I agree with a good deal of the article but because it keeps using loaded works like "intelligent" and "smarter", it has a hard time explaining what's missing.
jefftitan 4 hours ago
Providing more context is difficult for a number of reasons. If you do it RAG style you need to know which context is relevant. LLMs are notorious for knowing that a factor is relevant if directly asked about that factor, but not bringing it up if it's implicit. In business things like people's feelings on things, historical business dealings, relevance to trending news can all be factors. If you fine tune... well... there have been articles recently about fine tuning on specific domains causing overall misalignment. The more you fine tune, the riskier.
miller24 4 hours ago
It 100% is still intelligence. GPT-5 with Thinking still can't win at tic-tac-toe.
[-]
- storus 2 hours ago
  What if it's the desired outcome? Become more human-like (i.e. dumb) to make us feel better about ourselves? NI beats AI again!
  [-]
  - simoncion 26 minutes ago
    > What if it's the desired outcome?
    To be able to reason about the rules of a game so trivial that it has been solved for ages, so that it can figure out enough strategy to never not bring the game to a draw (if played against one who is playing to not lose), or a win (if played against someone who is leaving the bot an opening to win), as mentioned in [0] and probably a squillion other places?
    Duh?
    [0] <https://news.ycombinator.com/item?id=44919138>
- dismalaf 4 hours ago
  Tic-tac-toe is solved and a draw can be forced 100% of the time...
  [-]
  - miller24 3 hours ago
    That's exactly why it's so crazy that GPT-5 with Thinking still loses...
    [-]
    - dismalaf 3 hours ago
      Ah, your first comment said "can't win". Which is different than "always loses".
      [-]
      - miller24 2 hours ago
        Ah okay, well it will still lose some of the time, which is surprising. And it will lose in surprising way, e.g., thinking for 14 seconds and then making an extremely basic mistake like not seeing it already have two on a row and could just win.

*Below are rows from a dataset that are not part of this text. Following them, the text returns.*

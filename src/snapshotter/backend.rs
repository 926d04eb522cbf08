//! Subvolume management backends for the btrfs snapshotter.
//!
//! The outer snapshotter is oblivious to whether subvolumes are handled by
//! direct `btrfs` commands or delegated to snapper; both implement
//! [`SubvolumeBackend`].

use anyhow::{bail, Context, Result};
use regex::Regex;
use std::fmt;
use std::fs;
use std::path::{Path, PathBuf};
use tracing::debug;

use super::Snapshot;
use crate::config::Config;
use crate::process::run_checked;
use crate::types::now_stamp;

pub const ROOT_SUBVOL: &str = "@";
pub const SNAPSHOTS_PATH: &str = ".snapshots";

/// Result of probing a state partition.
#[derive(Debug, Clone, Default)]
pub struct BackendStat {
    /// Active snapshot id, zero when uninitialized.
    pub active_id: u32,
    /// Mountpoint of the top-level subvolume, when mounted there.
    pub root_dir: Option<PathBuf>,
    /// Whether the partition carries the expected subvolume structure.
    pub initiated: bool,
}

#[derive(Debug, Clone, Default)]
pub struct SnapshotList {
    pub ids: Vec<u32>,
    pub active_id: u32,
}

/// Operations on the snapshot subvolumes of a state partition. `root` is
/// always the mountpoint of the top-level `@` subvolume.
pub trait SubvolumeBackend: fmt::Debug {
    fn probe(&self, device: &str, mountpoint: &Path) -> Result<BackendStat>;

    /// First-install initialization: create `@` and `@/.snapshots` and make
    /// `@` the default subvolume.
    fn init_partition(&self, mountpoint: &Path) -> Result<()>;

    /// Create snapshot `base_id + n` as a writable copy of the base, or an
    /// empty subvolume when `base_id` is zero.
    fn create_snapshot(&self, root: &Path, base_id: u32) -> Result<Snapshot>;

    /// Make the snapshot the default deployment.
    fn commit_snapshot(&self, root: &Path, snapshot: &Snapshot) -> Result<()>;

    fn list_snapshots(&self, root: &Path) -> Result<SnapshotList>;

    fn delete_snapshot(&self, root: &Path, id: u32) -> Result<()>;

    /// Apply retention: prune oldest snapshots beyond `max_snaps`, never
    /// touching the ids in `keep`.
    fn cleanup(&self, root: &Path, max_snaps: u32, keep: &[u32]) -> Result<()>;
}

pub fn snapshot_path(root: &Path, id: u32) -> PathBuf {
    root.join(SNAPSHOTS_PATH).join(id.to_string()).join("snapshot")
}

pub fn snapshot_work_dir(root: &Path, id: u32) -> PathBuf {
    root.join(SNAPSHOTS_PATH)
        .join(id.to_string())
        .join("snapshot.workDir")
}

/// Direct btrfs CLI backend. Snapshot metadata is emitted as `info.xml` so
/// externally run snapper commands keep working against the layout.
#[derive(Debug)]
pub struct BtrfsBackend<'a> {
    config: &'a Config,
}

impl<'a> BtrfsBackend<'a> {
    pub fn new(config: &'a Config) -> Self {
        Self { config }
    }

    fn subvolume_id(&self, root: &Path, id: u32) -> Result<u32> {
        let root_str = root.to_string_lossy().into_owned();
        let result = run_checked(
            self.config.runner.as_ref(),
            "btrfs",
            &["subvolume", "list", &root_str],
            "btrfs subvolume list failed",
        )?;
        let re = Regex::new(r"ID (\d+) .*path .*\.snapshots/(\d+)/snapshot$").expect("static regex");
        for line in result.stdout.lines() {
            if let Some(cap) = re.captures(line.trim()) {
                if cap[2].parse::<u32>() == Ok(id) {
                    return cap[1]
                        .parse::<u32>()
                        .context("unparseable subvolume id");
                }
            }
        }
        bail!("no subvolume found for snapshot {}", id)
    }

    fn write_info_xml(&self, root: &Path, id: u32, description: &str) -> Result<()> {
        let info = format!(
            "<?xml version=\"1.0\"?>\n<snapshot>\n  <type>single</type>\n  <num>{}</num>\n  <date>{}</date>\n  <description>{}</description>\n  <cleanup>number</cleanup>\n</snapshot>\n",
            id,
            now_stamp(),
            description
        );
        crate::fsutils::write_file_with_dirs(
            root.join(SNAPSHOTS_PATH).join(id.to_string()).join("info.xml"),
            info,
        )
    }

    fn btrfs(&self, args: &[&str], error: &str) -> Result<String> {
        run_checked(self.config.runner.as_ref(), "btrfs", args, error)
            .map(|r| r.stdout_trimmed().to_string())
    }
}

/// Parse the snapshot id out of a default-subvolume line such as
/// `ID 259 gen 96 top level 258 path @/.snapshots/1/snapshot`.
pub fn parse_default_snapshot(output: &str) -> Option<u32> {
    let re = Regex::new(r"\.snapshots/(\d+)/snapshot").expect("static regex");
    re.captures(output)
        .and_then(|cap| cap[1].parse::<u32>().ok())
}

impl SubvolumeBackend for BtrfsBackend<'_> {
    fn probe(&self, device: &str, mountpoint: &Path) -> Result<BackendStat> {
        let mount_str = mountpoint.to_string_lossy().into_owned();
        let result = self.config.runner.as_ref().run(
            "btrfs",
            &["subvolume", "get-default", &mount_str],
        )?;
        if !result.success() {
            // not a managed btrfs filesystem yet
            return Ok(BackendStat::default());
        }
        let output = result.stdout_trimmed().to_string();
        let active_id = parse_default_snapshot(&output).unwrap_or(0);
        let initiated = active_id > 0 || output.ends_with(&format!("path {}", ROOT_SUBVOL));

        // inspect where the top-level subvolume is mounted, if anywhere
        let findmnt = self
            .config
            .runner
            .as_ref()
            .run("findmnt", &["-lno", "TARGET,OPTIONS", device])?;
        let mut root_dir = None;
        for line in findmnt.stdout.lines() {
            let mut fields = line.split_whitespace();
            let (Some(target), Some(options)) = (fields.next(), fields.next()) else {
                continue;
            };
            if options
                .split(',')
                .any(|o| o == format!("subvol=/{}", ROOT_SUBVOL))
            {
                root_dir = Some(PathBuf::from(target));
                break;
            }
        }
        Ok(BackendStat {
            active_id,
            root_dir,
            initiated,
        })
    }

    fn init_partition(&self, mountpoint: &Path) -> Result<()> {
        debug!("Initializing btrfs structure at {}", mountpoint.display());
        let root = mountpoint.join(ROOT_SUBVOL);
        let root_str = root.to_string_lossy().into_owned();
        self.btrfs(
            &["subvolume", "create", &root_str],
            "failed creating root subvolume",
        )?;
        let snapshots = root.join(SNAPSHOTS_PATH);
        let snapshots_str = snapshots.to_string_lossy().into_owned();
        self.btrfs(
            &["subvolume", "create", &snapshots_str],
            "failed creating snapshots subvolume",
        )?;

        // make @ the default so an unconfigured mount lands on it
        let mount_str = mountpoint.to_string_lossy().into_owned();
        let list = self.btrfs(
            &["subvolume", "list", &mount_str],
            "btrfs subvolume list failed",
        )?;
        let re = Regex::new(&format!(r"ID (\d+) .*path {}$", ROOT_SUBVOL)).expect("static regex");
        let subvol_id = list
            .lines()
            .find_map(|l| re.captures(l.trim()))
            .and_then(|cap| cap[1].parse::<u32>().ok())
            .context("could not determine the root subvolume id")?;
        self.btrfs(
            &["subvolume", "set-default", &subvol_id.to_string(), &mount_str],
            "failed setting default subvolume",
        )?;
        Ok(())
    }

    fn create_snapshot(&self, root: &Path, base_id: u32) -> Result<Snapshot> {
        let list = self.list_snapshots(root)?;
        let id = list.ids.iter().max().copied().unwrap_or(0) + 1;
        let path = snapshot_path(root, id);
        fs::create_dir_all(path.parent().expect("snapshot dir"))?;
        let path_str = path.to_string_lossy().into_owned();

        let work_dir;
        if base_id == 0 {
            self.btrfs(
                &["subvolume", "create", &path_str],
                "failed creating first snapshot",
            )?;
            work_dir = path.clone();
            self.write_info_xml(root, id, "first root filesystem")?;
        } else {
            let base = snapshot_path(root, base_id);
            let base_str = base.to_string_lossy().into_owned();
            self.btrfs(
                &["subvolume", "snapshot", &base_str, &path_str],
                "failed creating snapshot",
            )?;
            work_dir = snapshot_work_dir(root, id);
            let work_str = work_dir.to_string_lossy().into_owned();
            self.btrfs(
                &["subvolume", "snapshot", &base_str, &work_str],
                "failed creating snapshot work area",
            )?;
            self.write_info_xml(root, id, &format!("snapshot of {}", base_id))?;
        }

        Ok(Snapshot {
            id,
            path,
            work_dir,
            mount_point: None,
            in_progress: false,
            labels: Default::default(),
        })
    }

    fn commit_snapshot(&self, root: &Path, snapshot: &Snapshot) -> Result<()> {
        let path_str = snapshot.path.to_string_lossy().into_owned();
        self.btrfs(
            &["property", "set", &path_str, "ro", "true"],
            "failed setting the snapshot read-only",
        )?;
        let subvol_id = self.subvolume_id(root, snapshot.id)?;
        let root_str = root.to_string_lossy().into_owned();
        self.btrfs(
            &["subvolume", "set-default", &subvol_id.to_string(), &root_str],
            "failed setting default subvolume",
        )?;
        Ok(())
    }

    fn list_snapshots(&self, root: &Path) -> Result<SnapshotList> {
        let root_str = root.to_string_lossy().into_owned();
        let result = run_checked(
            self.config.runner.as_ref(),
            "btrfs",
            &["subvolume", "list", &root_str],
            "btrfs subvolume list failed",
        )?;
        let re = Regex::new(r"path .*\.snapshots/(\d+)/snapshot$").expect("static regex");
        let mut ids: Vec<u32> = result
            .stdout
            .lines()
            .filter_map(|l| re.captures(l.trim()))
            .filter_map(|cap| cap[1].parse().ok())
            .collect();
        ids.sort_unstable();
        ids.dedup();

        let default = self.config.runner.as_ref().run(
            "btrfs",
            &["subvolume", "get-default", &root_str],
        )?;
        let active_id = parse_default_snapshot(default.stdout_trimmed()).unwrap_or(0);
        Ok(SnapshotList { ids, active_id })
    }

    fn delete_snapshot(&self, root: &Path, id: u32) -> Result<()> {
        let work_dir = snapshot_work_dir(root, id);
        if work_dir.exists() {
            let work_str = work_dir.to_string_lossy().into_owned();
            self.btrfs(
                &["subvolume", "delete", &work_str],
                "failed deleting snapshot work area",
            )?;
        }
        let path = snapshot_path(root, id);
        if path.exists() {
            let path_str = path.to_string_lossy().into_owned();
            self.btrfs(
                &["subvolume", "delete", &path_str],
                "failed deleting snapshot subvolume",
            )?;
        }
        let dir = root.join(SNAPSHOTS_PATH).join(id.to_string());
        if dir.exists() {
            fs::remove_dir_all(&dir)
                .with_context(|| format!("failed removing {}", dir.display()))?;
        }
        Ok(())
    }

    fn cleanup(&self, root: &Path, max_snaps: u32, keep: &[u32]) -> Result<()> {
        let list = self.list_snapshots(root)?;
        let mut total = list.ids.len();
        for id in &list.ids {
            if total <= max_snaps as usize {
                break;
            }
            if keep.contains(id) || *id == list.active_id {
                continue;
            }
            debug!("Pruning snapshot {}", id);
            self.delete_snapshot(root, *id)?;
            total -= 1;
        }
        Ok(())
    }
}
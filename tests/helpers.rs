//! Shared test utilities: a disposable partition environment plus a fully
//! faked configuration with handles on every fake.
#![allow(dead_code)]

use std::path::PathBuf;
use std::rc::Rc;

use tempfile::TempDir;

use elemental::config::{Config, RunConfig};
use elemental::testing::{
    FakeCloudInit, FakeExtractor, FakeHttp, FakeMounter, FakeRunner, FakeSyscall,
};
use elemental::types::ElementalPartitions;

/// Test environment simulating the partition mountpoints of a host.
pub struct TestEnv {
    /// Temporary directory (kept alive for the lifetime of TestEnv)
    pub _temp_dir: TempDir,
    pub state: PathBuf,
    pub recovery: PathBuf,
    pub oem: PathBuf,
    pub persistent: PathBuf,
    pub efi: PathBuf,
    pub work_mount: PathBuf,
}

impl TestEnv {
    pub fn new() -> Self {
        let temp_dir = TempDir::new().expect("failed to create temp dir");
        let base = temp_dir.path().to_path_buf();
        Self {
            state: base.join("state"),
            recovery: base.join("recovery"),
            oem: base.join("oem"),
            persistent: base.join("persistent"),
            efi: base.join("efi"),
            work_mount: base.join("workingtree"),
            _temp_dir: temp_dir,
        }
    }

    /// A partition set whose mountpoints live inside this environment and
    /// whose device paths look like a plain SATA disk.
    pub fn partitions(&self) -> ElementalPartitions {
        let mut partitions = ElementalPartitions::default_layout();
        partitions.normalize();
        let remap = [
            ("p.grub", &self.efi, "/dev/sda1"),
            ("p.oem", &self.oem, "/dev/sda2"),
            ("p.recovery", &self.recovery, "/dev/sda3"),
            ("p.state", &self.state, "/dev/sda4"),
            ("p.persistent", &self.persistent, "/dev/sda5"),
        ];
        for (name, mount, device) in remap {
            if let Some(p) = partitions.get_mut(name) {
                p.mount_point = Some((*mount).clone());
                p.path = Some(PathBuf::from(device));
                p.disk = "/dev/sda".to_string();
            }
        }
        partitions
    }

}

/// Fully faked configuration plus handles on each fake for assertions.
pub struct Fakes {
    pub runner: Rc<FakeRunner>,
    pub mounter: Rc<FakeMounter>,
    pub syscall: Rc<FakeSyscall>,
    pub cloud_init: Rc<FakeCloudInit>,
    pub extractor: Rc<FakeExtractor>,
    pub http: Rc<FakeHttp>,
}

pub fn faked_config() -> (Config, Fakes) {
    let fakes = Fakes {
        runner: Rc::new(FakeRunner::default()),
        mounter: Rc::new(FakeMounter::default()),
        syscall: Rc::new(FakeSyscall::default()),
        cloud_init: Rc::new(FakeCloudInit::default()),
        extractor: Rc::new(FakeExtractor::default()),
        http: Rc::new(FakeHttp::default()),
    };
    let mut config = Config::for_tests();
    config.runner = Box::new(fakes.runner.clone());
    config.mounter = Box::new(fakes.mounter.clone());
    config.syscall = Box::new(fakes.syscall.clone());
    config.cloud_init = Box::new(fakes.cloud_init.clone());
    config.extractor = Box::new(fakes.extractor.clone());
    config.http = Box::new(fakes.http.clone());
    (config, fakes)
}

/// Run configuration over a faked [`Config`], with the transaction work
/// area redirected into the test environment.
pub fn faked_run_config(env: &TestEnv) -> (RunConfig, Fakes) {
    let (config, fakes) = faked_config();
    let mut run_config = RunConfig::for_tests();
    run_config.config = config;
    run_config.snapshotter.work_mount = Some(env.work_mount.clone());
    (run_config, fakes)
}

/// Script the common external commands of a loop device deployment.
pub fn script_loop_device_commands(runner: &FakeRunner) {
    runner.on_output("lsblk", "-b -dn -o SIZE", &(64_u64 * 1024 * 1024 * 1024).to_string());
    runner.on_output("losetup", "--show", "/dev/loop7");
}
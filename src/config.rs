//! Runtime configuration.
//!
//! The [`Config`] aggregate is the sole carrier of cross-cutting
//! dependencies: command runner, mounter, syscalls, cloud-init, image
//! extractor and HTTP client. It is passed explicitly, never accessed
//! through globals; tests inject fakes for every collaborator.
//!
//! Plain configuration values are read from YAML files merged in order
//! (`/etc/elemental/config.yaml`, OEM snippets, `--config FILE`), then
//! overridden by `ELEMENTAL_*` environment variables and finally by flags.

use anyhow::{Context, Result};
use serde::{Deserialize, Serialize};
use std::env;
use std::fmt;
use std::fs;
use std::path::Path;
use tracing::debug;

use crate::cloudinit::{CloudInitRunner, SystemCloudInit};
use crate::constants;
use crate::http::{CurlClient, HttpClient};
use crate::mounter::{Mounter, SystemMounter};
use crate::process::{Runner, SystemRunner};
use crate::source::{ImageExtractor, SkopeoExtractor};
use crate::syscall::{Syscall, SystemSyscall};
use crate::types::spec::{InstallSpec, MountSpec, ResetSpec, UpgradeSpec};
use crate::types::{Platform, SnapshotterConfig};

/// A package repository consulted by channel sources.
#[derive(Debug, Clone, PartialEq, Default, Serialize, Deserialize)]
#[serde(default)]
pub struct Repository {
    pub name: String,
    pub uri: String,
    pub priority: i32,
    #[serde(rename = "type")]
    pub kind: String,
    pub arch: String,
}

/// Cross-cutting dependencies and generic engine settings.
pub struct Config {
    pub runner: Box<dyn Runner>,
    pub mounter: Box<dyn Mounter>,
    pub syscall: Box<dyn Syscall>,
    pub cloud_init: Box<dyn CloudInitRunner>,
    pub extractor: Box<dyn ImageExtractor>,
    pub http: Box<dyn HttpClient>,
    pub platform: Platform,
    /// Validate image signatures with cosign before pulling.
    pub verify: bool,
    pub cosign_pub_key: String,
    pub tls_verify: bool,
    /// Resolve OCI references from the local store only.
    pub local_image: bool,
    pub repositories: Vec<Repository>,
    pub squash_compression: Vec<String>,
    pub cloud_init_paths: Vec<String>,
    /// Fail the action on hook errors instead of logging them.
    pub strict: bool,
}

impl fmt::Debug for Config {
    fn fmt(&self, f: &mut fmt::Formatter<'_>) -> fmt::Result {
        f.debug_struct("Config")
            .field("platform", &self.platform)
            .field("verify", &self.verify)
            .field("tls_verify", &self.tls_verify)
            .field("local_image", &self.local_image)
            .field("strict", &self.strict)
            .finish()
    }
}

impl Config {
    /// Configuration wired to the real system.
    pub fn system(data: &ConfigData) -> Result<Self> {
        let platform = match data.arch.as_deref() {
            Some(arch) => Platform::from_arch(arch)?,
            None => Platform::host(),
        };
        let squash_compression = if data.squash_no_compression {
            constants::squashfs_no_compression_options()
        } else if data.squash_compression.is_empty() {
            constants::squashfs_compression_options(&platform.arch)
        } else {
            data.squash_compression.clone()
        };
        let mut cloud_init_paths = constants::cloud_init_paths();
        cloud_init_paths.extend(data.cloud_init_paths.iter().cloned());

        Ok(Self {
            runner: Box::new(SystemRunner),
            mounter: Box::new(SystemMounter),
            syscall: Box::new(SystemSyscall),
            cloud_init: Box::new(SystemCloudInit),
            extractor: Box::new(SkopeoExtractor),
            http: Box::new(CurlClient::default()),
            platform,
            verify: data.verify,
            cosign_pub_key: data.cosign_key.clone(),
            tls_verify: data.tls_verify,
            local_image: data.local,
            repositories: data.repositories.clone(),
            squash_compression,
            cloud_init_paths,
            strict: data.strict,
        })
    }

    /// Configuration wired with test doubles. Used across the test suite.
    pub fn for_tests() -> Self {
        use crate::testing::{
            FakeCloudInit, FakeExtractor, FakeHttp, FakeMounter, FakeRunner, FakeSyscall,
        };
        Self {
            runner: Box::new(FakeRunner::default()),
            mounter: Box::new(FakeMounter::default()),
            syscall: Box::new(FakeSyscall::default()),
            cloud_init: Box::new(FakeCloudInit::default()),
            extractor: Box::new(FakeExtractor::default()),
            http: Box::new(FakeHttp::default()),
            platform: Platform::from_arch("x86_64").expect("known arch"),
            verify: false,
            cosign_pub_key: String::new(),
            tls_verify: true,
            local_image: false,
            repositories: vec![],
            squash_compression: constants::squashfs_compression_options("x86_64"),
            cloud_init_paths: constants::cloud_init_paths(),
            strict: false,
        }
    }
}

/// Plain configuration values as read from YAML and the environment.
#[derive(Debug, Clone, Default, Serialize, Deserialize)]
#[serde(default)]
pub struct ConfigData {
    pub arch: Option<String>,
    pub verify: bool,
    #[serde(rename = "cosign-key")]
    pub cosign_key: String,
    #[serde(rename = "tls-verify", default = "default_true")]
    pub tls_verify: bool,
    pub local: bool,
    pub repositories: Vec<Repository>,
    #[serde(rename = "squash-compression")]
    pub squash_compression: Vec<String>,
    #[serde(rename = "squash-no-compression")]
    pub squash_no_compression: bool,
    #[serde(rename = "cloud-init-paths")]
    pub cloud_init_paths: Vec<String>,
    pub strict: bool,
    pub reboot: bool,
    pub poweroff: bool,
    #[serde(rename = "eject-cd")]
    pub eject_cd: bool,
    pub snapshotter: SnapshotterConfig,
    pub install: InstallSpec,
    pub upgrade: UpgradeSpec,
    pub reset: ResetSpec,
    pub mount: MountSpec,
}

fn default_true() -> bool {
    true
}

impl ConfigData {
    /// Load and merge configuration from the well-known locations plus an
    /// optional explicit file, then apply environment overrides.
    pub fn load(extra_config: Option<&Path>) -> Result<Self> {
        let mut files = vec![std::path::PathBuf::from(constants::SYSTEM_CONFIG_FILE)];
        if let Ok(entries) = fs::read_dir(constants::OEM_CONFIG_DIR) {
            let mut oem: Vec<_> = entries
                .flatten()
                .map(|e| e.path())
                .filter(|p| p.extension().map(|e| e == "yaml").unwrap_or(false))
                .collect();
            oem.sort();
            files.extend(oem);
        }
        if let Some(path) = extra_config {
            files.push(path.to_path_buf());
        }
        Self::load_from_files(&files)
    }

    /// Merge the given YAML files in order; later files win key by key.
    pub fn load_from_files(files: &[std::path::PathBuf]) -> Result<Self> {
        let mut merged = serde_yaml::Value::Mapping(Default::default());
        for file in files {
            let content = match fs::read_to_string(file) {
                Ok(c) => c,
                Err(_) => continue,
            };
            debug!("Merging configuration from {}", file.display());
            let value: serde_yaml::Value = serde_yaml::from_str(&content)
                .with_context(|| format!("invalid configuration file {}", file.display()))?;
            merge_values(&mut merged, value);
        }
        apply_env_overrides(&mut merged);
        serde_yaml::from_value(merged).context("invalid configuration")
    }
}

/// Recursively merge `over` into `base`; mappings merge key by key, any
/// other value replaces the previous one.
fn merge_values(base: &mut serde_yaml::Value, over: serde_yaml::Value) {
    match (base, over) {
        (serde_yaml::Value::Mapping(base_map), serde_yaml::Value::Mapping(over_map)) => {
            for (k, v) in over_map {
                match base_map.get_mut(&k) {
                    Some(slot) => merge_values(slot, v),
                    None => {
                        base_map.insert(k, v);
                    }
                }
            }
        }
        (base, over) => *base = over,
    }
}

/// Apply `ELEMENTAL_*` environment variables as top-level overrides.
/// `ELEMENTAL_TLS_VERIFY=false` maps to the `tls-verify` key.
fn apply_env_overrides(value: &mut serde_yaml::Value) {
    let map = match value {
        serde_yaml::Value::Mapping(m) => m,
        _ => return,
    };
    for (key, val) in env::vars() {
        let Some(name) = key.strip_prefix(constants::ENV_PREFIX) else {
            continue;
        };
        if name == "LOG" {
            continue;
        }
        let yaml_key = name.to_lowercase().replace('_', "-");
        let parsed = match val.as_str() {
            "true" => serde_yaml::Value::Bool(true),
            "false" => serde_yaml::Value::Bool(false),
            other => match other.parse::<u64>() {
                Ok(n) => serde_yaml::Value::Number(n.into()),
                Err(_) => serde_yaml::Value::String(other.to_string()),
            },
        };
        map.insert(serde_yaml::Value::String(yaml_key), parsed);
    }
}

/// Top-level run settings: what to do after the action and which
/// snapshotter to use.
#[derive(Debug)]
pub struct RunConfig {
    pub reboot: bool,
    pub poweroff: bool,
    pub eject_cd: bool,
    pub snapshotter: SnapshotterConfig,
    pub config: Config,
}

impl RunConfig {
    pub fn new(data: &ConfigData) -> Result<Self> {
        Ok(Self {
            reboot: data.reboot,
            poweroff: data.poweroff,
            eject_cd: data.eject_cd,
            snapshotter: data.snapshotter.clone(),
            config: Config::system(data)?,
        })
    }

    /// Run configuration wired with test doubles.
    pub fn for_tests() -> Self {
        Self {
            reboot: false,
            poweroff: false,
            eject_cd: false,
            snapshotter: SnapshotterConfig::default(),
            config: Config::for_tests(),
        }
    }
}

#[cfg(test)]
mod tests {
    use super::*;
    use crate::fsutils::write_file_with_dirs;
    use tempfile::TempDir;

    #[test]
    fn test_merge_later_files_win() {
        let tmp = TempDir::new().unwrap();
        let base = tmp.path().join("base.yaml");
        let over = tmp.path().join("over.yaml");
        write_file_with_dirs(&base, "verify: true\nstrict: true\n").unwrap();
        write_file_with_dirs(&over, "verify: false\n").unwrap();
        let data = ConfigData::load_from_files(&[base, over]).unwrap();
        assert!(!data.verify);
        assert!(data.strict);
    }

    #[test]
    fn test_nested_sections_merge() {
        let tmp = TempDir::new().unwrap();
        let base = tmp.path().join("base.yaml");
        let over = tmp.path().join("over.yaml");
        write_file_with_dirs(&base, "snapshotter:\n  type: btrfs\n  max-snaps: 6\n").unwrap();
        write_file_with_dirs(&over, "snapshotter:\n  max-snaps: 2\n").unwrap();
        let data = ConfigData::load_from_files(&[base, over]).unwrap();
        assert_eq!(data.snapshotter.max_snaps, 2);
        assert_eq!(data.snapshotter.kind, crate::types::SnapshotterKind::Btrfs);
    }

    #[test]
    fn test_missing_files_are_skipped() {
        let data =
            ConfigData::load_from_files(&[std::path::PathBuf::from("/nonexistent/config.yaml")])
                .unwrap();
        assert!(data.tls_verify, "defaults apply when nothing merges");
    }

    #[test]
    fn test_env_overrides() {
        // modifies process environment: keep key unique to this test
        env::set_var("ELEMENTAL_COSIGN_KEY", "/tmp/key.pub");
        let data = ConfigData::load_from_files(&[]).unwrap();
        env::remove_var("ELEMENTAL_COSIGN_KEY");
        assert_eq!(data.cosign_key, "/tmp/key.pub");
    }
}
//! Host control syscalls: reboot, poweroff and filesystem sync.

use anyhow::{Context, Result};
use nix::sys::reboot::{reboot, RebootMode};
use nix::unistd::sync;
use std::fmt;

/// Host-level finalization calls, faked in tests.
pub trait Syscall: fmt::Debug {
    fn reboot(&self) -> Result<()>;
    fn power_off(&self) -> Result<()>;
    fn sync(&self);
}

/// Production implementation using reboot(2).
#[derive(Debug, Default)]
pub struct SystemSyscall;

impl Syscall for SystemSyscall {
    fn reboot(&self) -> Result<()> {
        sync();
        reboot(RebootMode::RB_AUTOBOOT).context("reboot syscall failed")?;
        Ok(())
    }

    fn power_off(&self) -> Result<()> {
        sync();
        reboot(RebootMode::RB_POWER_OFF).context("poweroff syscall failed")?;
        Ok(())
    }

    fn sync(&self) {
        sync();
    }
}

  - HappMacDonald 3 hours ago
    .. and you can "program" a neural network — so simple it can be implemented by boxes full of marbles and simple rules about how to interact with the boxes — to learn by playing tictactoe until it always plays perfect games. This is frequently chosen as a lesson in how neural network training even works.
    But I have a different challenge for you: train a human to play tictactoe, but never allow them to see the game visually, even in examples. You have to train them to play only by spoken words.
    Point being that tictactoe is a visual game and when you're only teaching a model to learn from the vast sea of stream-of-tokens (similar to stream-of-phonemes) language, visual games like this aren't going to be well covered in the training set, nor is it going to be easy to generalize to playing them.
    [-]
    - miller24 3 hours ago
      Well whatever your story is, I know with near certainty that no amount of scaffolding is going to get you from an LLM that can't figure out tic-tac-toe (but will confidently make bad moves) to something that can replace a human in an economically important job.